• WORK INSTRUCTIONS
Please copy out the entries below exactly, beginning with the line that contains "groups.entry(ticker).or_default().push(volumes[row]);" and ending with the line that contains "pub fn daily_return(table: &Table)", and include nothing outside that span.

• DATA FOR PROCESSING
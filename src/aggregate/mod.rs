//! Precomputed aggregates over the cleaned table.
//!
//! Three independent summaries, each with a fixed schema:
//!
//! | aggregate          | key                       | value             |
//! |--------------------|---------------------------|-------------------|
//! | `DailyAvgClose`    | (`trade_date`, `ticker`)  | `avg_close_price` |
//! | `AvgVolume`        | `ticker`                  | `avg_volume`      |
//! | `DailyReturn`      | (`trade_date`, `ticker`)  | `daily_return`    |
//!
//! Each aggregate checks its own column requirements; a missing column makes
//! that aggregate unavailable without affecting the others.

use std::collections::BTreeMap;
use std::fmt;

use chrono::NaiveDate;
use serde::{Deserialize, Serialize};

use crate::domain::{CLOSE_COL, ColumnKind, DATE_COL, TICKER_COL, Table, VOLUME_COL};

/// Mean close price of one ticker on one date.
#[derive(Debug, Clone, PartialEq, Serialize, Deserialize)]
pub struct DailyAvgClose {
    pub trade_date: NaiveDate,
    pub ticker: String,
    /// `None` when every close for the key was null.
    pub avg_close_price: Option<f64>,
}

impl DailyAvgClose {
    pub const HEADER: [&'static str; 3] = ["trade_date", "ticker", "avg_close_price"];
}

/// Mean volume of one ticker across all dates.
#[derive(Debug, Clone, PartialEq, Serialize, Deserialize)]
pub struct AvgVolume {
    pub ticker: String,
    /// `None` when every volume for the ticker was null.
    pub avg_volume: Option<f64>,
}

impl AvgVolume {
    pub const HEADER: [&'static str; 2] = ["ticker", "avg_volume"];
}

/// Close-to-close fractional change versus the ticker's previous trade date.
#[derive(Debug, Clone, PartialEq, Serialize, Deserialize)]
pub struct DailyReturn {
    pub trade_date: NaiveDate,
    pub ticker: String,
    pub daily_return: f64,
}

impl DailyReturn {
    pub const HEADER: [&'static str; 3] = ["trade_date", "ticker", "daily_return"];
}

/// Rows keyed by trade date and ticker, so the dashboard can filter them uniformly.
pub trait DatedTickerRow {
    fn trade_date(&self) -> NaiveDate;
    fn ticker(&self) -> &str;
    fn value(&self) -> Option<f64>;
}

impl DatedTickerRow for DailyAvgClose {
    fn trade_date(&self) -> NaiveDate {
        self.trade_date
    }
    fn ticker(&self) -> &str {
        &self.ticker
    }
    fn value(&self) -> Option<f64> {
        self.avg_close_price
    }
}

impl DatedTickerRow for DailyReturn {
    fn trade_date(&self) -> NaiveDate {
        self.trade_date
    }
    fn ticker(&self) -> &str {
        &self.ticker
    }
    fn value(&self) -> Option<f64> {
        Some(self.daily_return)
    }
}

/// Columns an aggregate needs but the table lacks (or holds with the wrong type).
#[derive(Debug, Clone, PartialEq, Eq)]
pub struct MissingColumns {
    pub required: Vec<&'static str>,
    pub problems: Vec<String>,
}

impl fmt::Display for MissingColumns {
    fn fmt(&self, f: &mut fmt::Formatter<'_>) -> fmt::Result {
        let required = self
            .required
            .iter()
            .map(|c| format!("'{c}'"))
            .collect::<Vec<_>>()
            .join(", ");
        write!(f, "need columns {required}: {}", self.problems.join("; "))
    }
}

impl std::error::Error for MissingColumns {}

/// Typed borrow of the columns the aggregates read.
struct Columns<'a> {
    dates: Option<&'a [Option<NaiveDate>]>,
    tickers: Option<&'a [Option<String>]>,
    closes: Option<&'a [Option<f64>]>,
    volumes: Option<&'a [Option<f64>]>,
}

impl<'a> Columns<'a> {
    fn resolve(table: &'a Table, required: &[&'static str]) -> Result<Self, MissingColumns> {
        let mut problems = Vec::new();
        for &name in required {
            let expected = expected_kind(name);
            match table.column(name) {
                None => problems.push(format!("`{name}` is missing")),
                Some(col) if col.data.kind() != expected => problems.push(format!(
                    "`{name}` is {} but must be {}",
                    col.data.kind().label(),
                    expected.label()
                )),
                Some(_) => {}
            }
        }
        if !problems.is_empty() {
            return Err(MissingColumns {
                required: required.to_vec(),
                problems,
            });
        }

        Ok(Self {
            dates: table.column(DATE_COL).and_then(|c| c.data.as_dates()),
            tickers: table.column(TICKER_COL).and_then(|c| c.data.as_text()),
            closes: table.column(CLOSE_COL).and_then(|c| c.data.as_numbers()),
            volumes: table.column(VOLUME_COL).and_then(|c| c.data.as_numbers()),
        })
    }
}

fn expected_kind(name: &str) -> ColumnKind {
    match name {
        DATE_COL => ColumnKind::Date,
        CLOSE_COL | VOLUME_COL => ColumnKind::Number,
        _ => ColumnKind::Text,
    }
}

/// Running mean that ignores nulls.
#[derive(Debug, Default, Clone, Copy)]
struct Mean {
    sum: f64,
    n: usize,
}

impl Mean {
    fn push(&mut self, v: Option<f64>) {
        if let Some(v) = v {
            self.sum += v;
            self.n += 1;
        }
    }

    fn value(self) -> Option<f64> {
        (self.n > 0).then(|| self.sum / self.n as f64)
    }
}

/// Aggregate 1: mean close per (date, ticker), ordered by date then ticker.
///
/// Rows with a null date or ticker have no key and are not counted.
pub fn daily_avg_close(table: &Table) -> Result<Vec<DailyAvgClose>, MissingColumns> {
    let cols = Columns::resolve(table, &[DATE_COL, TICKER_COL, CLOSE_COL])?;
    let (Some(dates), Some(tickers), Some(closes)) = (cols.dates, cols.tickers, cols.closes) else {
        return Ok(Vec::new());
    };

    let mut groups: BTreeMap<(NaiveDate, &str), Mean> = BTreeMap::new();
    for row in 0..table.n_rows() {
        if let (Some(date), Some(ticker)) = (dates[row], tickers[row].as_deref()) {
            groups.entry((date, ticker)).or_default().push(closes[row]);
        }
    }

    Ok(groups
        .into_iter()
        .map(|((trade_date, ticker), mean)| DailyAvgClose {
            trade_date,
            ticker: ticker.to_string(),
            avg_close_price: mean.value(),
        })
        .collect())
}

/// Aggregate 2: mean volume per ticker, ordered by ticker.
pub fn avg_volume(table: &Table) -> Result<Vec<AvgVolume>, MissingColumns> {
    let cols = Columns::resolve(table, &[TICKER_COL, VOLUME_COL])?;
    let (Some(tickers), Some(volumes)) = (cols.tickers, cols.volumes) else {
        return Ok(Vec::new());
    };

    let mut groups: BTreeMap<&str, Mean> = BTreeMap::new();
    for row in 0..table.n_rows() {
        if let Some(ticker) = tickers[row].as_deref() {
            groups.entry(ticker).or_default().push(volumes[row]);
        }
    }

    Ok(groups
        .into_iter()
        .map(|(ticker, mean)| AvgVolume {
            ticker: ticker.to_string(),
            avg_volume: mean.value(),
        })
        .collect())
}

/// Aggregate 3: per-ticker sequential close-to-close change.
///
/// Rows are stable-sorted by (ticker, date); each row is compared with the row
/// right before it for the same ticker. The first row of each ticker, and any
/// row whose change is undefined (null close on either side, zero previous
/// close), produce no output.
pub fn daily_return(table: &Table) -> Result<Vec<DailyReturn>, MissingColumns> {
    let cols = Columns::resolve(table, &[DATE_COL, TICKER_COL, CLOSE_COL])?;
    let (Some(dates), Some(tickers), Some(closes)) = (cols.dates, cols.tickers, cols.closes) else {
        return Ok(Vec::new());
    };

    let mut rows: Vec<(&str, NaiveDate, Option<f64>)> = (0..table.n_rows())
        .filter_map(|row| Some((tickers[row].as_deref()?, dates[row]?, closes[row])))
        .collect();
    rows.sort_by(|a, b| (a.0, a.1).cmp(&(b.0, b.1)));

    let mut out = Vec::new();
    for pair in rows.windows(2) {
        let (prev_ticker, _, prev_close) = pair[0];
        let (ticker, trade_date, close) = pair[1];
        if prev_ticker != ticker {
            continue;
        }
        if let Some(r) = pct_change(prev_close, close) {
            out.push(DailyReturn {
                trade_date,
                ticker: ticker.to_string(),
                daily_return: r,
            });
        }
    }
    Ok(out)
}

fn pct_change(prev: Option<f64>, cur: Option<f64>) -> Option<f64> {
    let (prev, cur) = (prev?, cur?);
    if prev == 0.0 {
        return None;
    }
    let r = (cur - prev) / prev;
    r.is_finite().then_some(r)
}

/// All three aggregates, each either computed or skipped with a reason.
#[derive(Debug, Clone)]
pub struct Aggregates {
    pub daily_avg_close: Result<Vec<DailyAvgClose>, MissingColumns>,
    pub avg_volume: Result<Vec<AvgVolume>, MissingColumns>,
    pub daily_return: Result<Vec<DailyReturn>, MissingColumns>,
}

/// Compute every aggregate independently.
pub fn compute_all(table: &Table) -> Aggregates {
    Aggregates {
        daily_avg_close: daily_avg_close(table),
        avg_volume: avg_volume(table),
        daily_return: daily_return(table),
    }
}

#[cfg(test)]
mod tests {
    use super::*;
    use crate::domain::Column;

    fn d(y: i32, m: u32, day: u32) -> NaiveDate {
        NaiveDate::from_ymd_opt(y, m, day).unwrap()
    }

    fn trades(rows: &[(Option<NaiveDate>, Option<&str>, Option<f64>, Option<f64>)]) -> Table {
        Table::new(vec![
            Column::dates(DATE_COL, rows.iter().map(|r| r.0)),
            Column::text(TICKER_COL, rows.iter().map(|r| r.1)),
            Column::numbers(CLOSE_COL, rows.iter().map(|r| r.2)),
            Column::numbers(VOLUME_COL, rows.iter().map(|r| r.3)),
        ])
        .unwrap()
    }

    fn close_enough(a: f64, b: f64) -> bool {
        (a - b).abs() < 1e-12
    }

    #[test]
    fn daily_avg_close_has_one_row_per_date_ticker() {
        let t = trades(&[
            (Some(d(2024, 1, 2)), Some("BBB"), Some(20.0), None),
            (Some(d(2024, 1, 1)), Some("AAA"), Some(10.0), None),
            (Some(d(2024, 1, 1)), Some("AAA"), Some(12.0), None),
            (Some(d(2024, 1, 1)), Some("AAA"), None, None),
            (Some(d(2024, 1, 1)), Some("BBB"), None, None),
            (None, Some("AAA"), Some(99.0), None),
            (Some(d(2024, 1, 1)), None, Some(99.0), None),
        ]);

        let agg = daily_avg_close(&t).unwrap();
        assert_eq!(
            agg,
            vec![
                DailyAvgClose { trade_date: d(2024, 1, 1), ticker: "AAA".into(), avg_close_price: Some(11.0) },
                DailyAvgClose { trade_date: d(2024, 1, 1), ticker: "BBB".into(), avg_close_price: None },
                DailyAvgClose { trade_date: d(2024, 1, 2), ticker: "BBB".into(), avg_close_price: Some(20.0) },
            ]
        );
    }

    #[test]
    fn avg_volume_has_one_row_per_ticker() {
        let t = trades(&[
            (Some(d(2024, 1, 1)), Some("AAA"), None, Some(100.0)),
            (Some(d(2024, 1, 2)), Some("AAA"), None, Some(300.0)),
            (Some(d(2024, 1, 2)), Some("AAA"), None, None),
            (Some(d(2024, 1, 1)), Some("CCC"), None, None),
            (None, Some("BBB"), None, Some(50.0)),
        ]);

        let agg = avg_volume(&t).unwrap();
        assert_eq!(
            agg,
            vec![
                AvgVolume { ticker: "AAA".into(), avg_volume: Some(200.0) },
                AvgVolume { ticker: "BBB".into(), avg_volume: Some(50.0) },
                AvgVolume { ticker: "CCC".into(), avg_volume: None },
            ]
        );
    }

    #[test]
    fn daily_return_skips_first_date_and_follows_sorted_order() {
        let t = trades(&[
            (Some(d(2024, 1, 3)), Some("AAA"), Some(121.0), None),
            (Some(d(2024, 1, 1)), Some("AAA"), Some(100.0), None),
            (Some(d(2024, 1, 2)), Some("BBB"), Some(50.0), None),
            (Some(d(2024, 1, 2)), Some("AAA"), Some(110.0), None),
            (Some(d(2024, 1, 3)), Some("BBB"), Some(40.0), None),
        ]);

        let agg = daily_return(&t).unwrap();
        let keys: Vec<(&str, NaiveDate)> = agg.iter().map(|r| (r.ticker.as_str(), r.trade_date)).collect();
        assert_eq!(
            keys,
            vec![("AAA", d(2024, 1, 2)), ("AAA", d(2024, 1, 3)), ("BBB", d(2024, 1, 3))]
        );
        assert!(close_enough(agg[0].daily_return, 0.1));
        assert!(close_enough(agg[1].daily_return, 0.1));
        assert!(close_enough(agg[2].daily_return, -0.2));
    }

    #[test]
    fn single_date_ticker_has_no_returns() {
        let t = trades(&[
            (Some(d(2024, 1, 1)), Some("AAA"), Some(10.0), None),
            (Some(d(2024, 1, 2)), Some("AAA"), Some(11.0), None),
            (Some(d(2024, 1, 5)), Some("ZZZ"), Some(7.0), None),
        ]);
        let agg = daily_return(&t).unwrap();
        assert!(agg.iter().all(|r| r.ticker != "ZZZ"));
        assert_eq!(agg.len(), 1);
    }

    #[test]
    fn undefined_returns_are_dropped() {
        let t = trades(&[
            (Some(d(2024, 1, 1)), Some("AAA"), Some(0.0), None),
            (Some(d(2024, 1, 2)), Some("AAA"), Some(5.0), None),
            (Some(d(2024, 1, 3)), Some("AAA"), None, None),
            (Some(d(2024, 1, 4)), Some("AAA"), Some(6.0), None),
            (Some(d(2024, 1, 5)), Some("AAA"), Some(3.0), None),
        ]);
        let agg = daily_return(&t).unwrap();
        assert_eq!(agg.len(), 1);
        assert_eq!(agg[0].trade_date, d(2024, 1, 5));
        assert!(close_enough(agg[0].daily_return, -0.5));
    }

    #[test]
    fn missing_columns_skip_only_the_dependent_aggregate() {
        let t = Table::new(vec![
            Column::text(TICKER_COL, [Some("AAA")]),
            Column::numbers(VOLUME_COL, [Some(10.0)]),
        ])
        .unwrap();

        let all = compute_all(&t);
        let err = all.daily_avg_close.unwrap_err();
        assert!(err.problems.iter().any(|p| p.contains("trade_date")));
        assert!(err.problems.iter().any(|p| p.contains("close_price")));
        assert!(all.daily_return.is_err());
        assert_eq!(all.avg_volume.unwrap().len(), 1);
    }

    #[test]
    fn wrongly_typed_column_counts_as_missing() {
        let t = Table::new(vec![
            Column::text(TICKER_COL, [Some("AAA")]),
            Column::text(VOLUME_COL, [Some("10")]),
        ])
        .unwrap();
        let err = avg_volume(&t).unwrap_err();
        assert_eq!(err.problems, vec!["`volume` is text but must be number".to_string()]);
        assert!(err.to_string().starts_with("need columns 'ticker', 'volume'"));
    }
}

--

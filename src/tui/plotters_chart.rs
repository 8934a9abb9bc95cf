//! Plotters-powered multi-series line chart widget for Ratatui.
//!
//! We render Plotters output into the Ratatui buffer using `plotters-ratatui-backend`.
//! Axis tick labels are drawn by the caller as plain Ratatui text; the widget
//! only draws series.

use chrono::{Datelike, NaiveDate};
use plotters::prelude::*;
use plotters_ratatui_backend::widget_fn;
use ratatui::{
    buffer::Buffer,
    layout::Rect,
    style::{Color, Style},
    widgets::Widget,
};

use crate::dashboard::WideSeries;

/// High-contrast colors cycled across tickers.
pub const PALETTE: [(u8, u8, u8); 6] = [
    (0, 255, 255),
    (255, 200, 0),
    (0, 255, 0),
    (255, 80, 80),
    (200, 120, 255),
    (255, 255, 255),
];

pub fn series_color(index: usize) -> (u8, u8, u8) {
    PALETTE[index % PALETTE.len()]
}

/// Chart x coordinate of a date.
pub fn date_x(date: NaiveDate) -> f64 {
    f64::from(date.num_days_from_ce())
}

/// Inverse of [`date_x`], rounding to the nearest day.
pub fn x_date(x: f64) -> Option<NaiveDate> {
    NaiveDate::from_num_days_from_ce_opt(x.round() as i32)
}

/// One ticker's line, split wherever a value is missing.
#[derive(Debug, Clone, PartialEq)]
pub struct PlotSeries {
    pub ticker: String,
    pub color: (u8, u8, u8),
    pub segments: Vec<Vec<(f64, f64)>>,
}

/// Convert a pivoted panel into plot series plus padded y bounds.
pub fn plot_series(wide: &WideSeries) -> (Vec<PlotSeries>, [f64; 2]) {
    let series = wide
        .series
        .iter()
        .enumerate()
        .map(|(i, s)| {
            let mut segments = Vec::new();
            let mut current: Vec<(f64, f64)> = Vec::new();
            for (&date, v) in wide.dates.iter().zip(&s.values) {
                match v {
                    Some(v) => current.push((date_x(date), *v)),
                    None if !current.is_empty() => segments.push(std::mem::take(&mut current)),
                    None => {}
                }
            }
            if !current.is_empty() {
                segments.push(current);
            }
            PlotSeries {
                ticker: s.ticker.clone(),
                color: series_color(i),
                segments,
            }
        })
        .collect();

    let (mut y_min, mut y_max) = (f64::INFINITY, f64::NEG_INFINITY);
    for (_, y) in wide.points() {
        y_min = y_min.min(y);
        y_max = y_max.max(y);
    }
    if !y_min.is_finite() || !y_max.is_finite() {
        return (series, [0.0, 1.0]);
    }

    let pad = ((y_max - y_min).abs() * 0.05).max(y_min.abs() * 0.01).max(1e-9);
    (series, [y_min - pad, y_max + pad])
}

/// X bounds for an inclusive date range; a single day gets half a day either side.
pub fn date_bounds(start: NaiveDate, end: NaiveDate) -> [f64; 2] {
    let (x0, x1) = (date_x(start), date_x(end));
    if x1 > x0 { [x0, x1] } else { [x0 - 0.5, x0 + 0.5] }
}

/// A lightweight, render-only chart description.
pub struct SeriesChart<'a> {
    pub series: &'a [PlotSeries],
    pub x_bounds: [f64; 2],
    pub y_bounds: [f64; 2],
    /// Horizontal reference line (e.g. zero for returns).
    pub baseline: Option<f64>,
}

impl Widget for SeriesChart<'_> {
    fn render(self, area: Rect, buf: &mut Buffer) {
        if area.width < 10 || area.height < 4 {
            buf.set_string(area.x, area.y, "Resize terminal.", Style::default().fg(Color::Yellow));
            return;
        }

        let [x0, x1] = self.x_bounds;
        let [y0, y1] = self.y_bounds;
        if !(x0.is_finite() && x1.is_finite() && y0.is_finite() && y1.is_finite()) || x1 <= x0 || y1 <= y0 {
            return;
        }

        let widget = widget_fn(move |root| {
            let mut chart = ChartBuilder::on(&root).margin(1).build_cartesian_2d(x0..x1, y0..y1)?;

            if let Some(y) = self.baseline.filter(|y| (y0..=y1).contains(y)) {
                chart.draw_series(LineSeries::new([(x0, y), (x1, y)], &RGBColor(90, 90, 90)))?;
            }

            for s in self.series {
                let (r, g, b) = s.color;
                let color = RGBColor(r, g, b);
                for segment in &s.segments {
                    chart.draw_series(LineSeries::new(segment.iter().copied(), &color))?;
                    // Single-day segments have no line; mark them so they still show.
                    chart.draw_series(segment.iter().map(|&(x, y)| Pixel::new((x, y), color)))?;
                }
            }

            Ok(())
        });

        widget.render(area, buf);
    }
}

• ANSWER TO THIS PROBLEM
            groups.entry(ticker).or_default().push(volumes[row]);
        }
    }

    Ok(groups
        .into_iter()
        .map(|(ticker, mean)| AvgVolume {
            ticker: ticker.to_string(),
            avg_volume: mean.value(),
        })
        .collect())
}

/// Aggregate 3: per-ticker sequential close-to-close change.
///
/// Rows are stable-sorted by (ticker, date); each row is compared with the row
/// right before it for the same ticker. The first row of each ticker, and any
/// row whose change is undefined (null close on either side, zero previous
/// close), produce no output.
pub fn daily_return(table: &Table) -> Result<Vec<DailyReturn>, MissingColumns> {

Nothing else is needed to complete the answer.